* _TASK TO COMPLETE_: Return, from the lines below, each one that includes the word "batch".
──────────
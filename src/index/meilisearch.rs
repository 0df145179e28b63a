//! Meilisearch document sink.

use async_trait::async_trait;
use url::Url;

use crate::error_handling::{InitializationError, SinkError};
use crate::models::Document;

use super::DocumentSink;

/// Adds documents through `POST /indexes/{uid}/documents`.
///
/// Meilisearch enqueues the batch and answers `202 Accepted` with a task
/// uid; acceptance is treated as success; the task itself is not awaited.
/// Documents with an existing `id` are replaced.
#[derive(Debug, Clone)]
pub struct MeilisearchSink {
    client: reqwest::Client,
    documents_url: Url,
    index: String,
    api_key: String,
}

impl MeilisearchSink {
    /// # Errors
    ///
    /// Returns `InitializationError::IndexUrlError` if `host` is not an
    /// absolute URL.
    pub fn new(
        client: reqwest::Client,
        host: &str,
        index: &str,
        api_key: &str,
    ) -> Result<Self, InitializationError> {
        let url_error = |source| InitializationError::IndexUrlError {
            url: host.to_string(),
            source,
        };
        let mut documents_url = Url::parse(host).map_err(url_error)?;
        documents_url
            .path_segments_mut()
            .map_err(|_| url_error(url::ParseError::RelativeUrlWithCannotBeABaseBase))?
            .pop_if_empty()
            .extend(["indexes", index, "documents"]);
        documents_url
            .query_pairs_mut()
            .append_pair("primaryKey", "id");

        Ok(Self {
            client,
            documents_url,
            index: index.to_string(),
            api_key: api_key.to_string(),
        })
    }

    pub fn documents_url(&self) -> &Url {
        &self.documents_url
    }
}

#[async_trait]
impl DocumentSink for MeilisearchSink {
    async fn add_documents(&self, documents: &[Document]) -> Result<(), SinkError> {
        let mut request = self.client.post(self.documents_url.clone()).json(documents);
        if !self.api_key.is_empty() {
            request = request.bearer_auth(&self.api_key);
        }

        let response = request.send().await?;
        let status = response.status();
        if status.is_success() {
            log::trace!(
                "Index {} accepted {} documents ({})",
                self.index,
                documents.len(),
                status
            );
            return Ok(());
        }

        let body = response.text().await.unwrap_or_default();
        Err(SinkError::Status {
            status,
            body: body.trim().to_string(),
        })
    }

    fn name(&self) -> String {
        format!("meilisearch index '{}'", self.index)
    }
}
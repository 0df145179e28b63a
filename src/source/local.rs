//! Local file backend.

use std::path::{Path, PathBuf};

use async_trait::async_trait;
use tokio::io::BufReader;

use crate::config::INITIAL_LINE_BUFFER_BYTES;
use crate::error_handling::SourceError;

use super::lines::BoundedLineReader;
use super::LineSource;

/// Reads lines from a file on the local filesystem.
pub struct LocalFileSource {
    path: PathBuf,
    reader: BoundedLineReader,
}

impl LocalFileSource {
    /// Opens `path` for sequential reading.
    ///
    /// # Errors
    ///
    /// Returns `SourceError::SourceUnavailable` if the file cannot be opened.
    pub async fn open(path: &Path, max_line_bytes: usize) -> Result<Self, SourceError> {
        let file = tokio::fs::File::open(path)
            .await
            .map_err(|e| SourceError::unavailable(path.display().to_string(), e))?;
        log::debug!("Opened local file {}", path.display());

        let reader = BufReader::with_capacity(INITIAL_LINE_BUFFER_BYTES, file);
        Ok(Self {
            path: path.to_path_buf(),
            reader: BoundedLineReader::new(Box::new(reader), max_line_bytes),
        })
    }
}

#[async_trait]
impl LineSource for LocalFileSource {
    async fn next_line(&mut self) -> Result<Option<String>, SourceError> {
        self.reader.next_line().await
    }

    async fn close(&mut self) {
        if self.reader.close() {
            log::debug!("Closed local file {}", self.path.display());
        }
    }

    fn lines_read(&self) -> u64 {
        self.reader.line_number()
    }

    fn location(&self) -> String {
        self.path.display().to_string()
    }
}
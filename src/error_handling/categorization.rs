//! Retry strategy.

use std::time::Duration;
use tokio_retry::strategy::FixedInterval;

/// Creates the fixed-delay retry strategy used for batch submissions.
///
/// `tokio_retry` performs one attempt before consuming the first delay, so a
/// strategy yielding `max_attempts - 1` delays produces exactly `max_attempts`
/// attempts in total.
///
/// # Arguments
///
/// * `max_attempts` - Total attempts, initial attempt included
/// * `delay` - Pause between two consecutive attempts
pub fn get_retry_strategy(max_attempts: usize, delay: Duration) -> impl Iterator<Item = Duration> {
    FixedInterval::new(delay).take(max_attempts.saturating_sub(1))
}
──────────
* _ANSWER TO THE PROBLEM_:
/// Meilisearch enqueues the batch and answers `202 Accepted` with a task
/// Creates the fixed-delay retry strategy used for batch submissions.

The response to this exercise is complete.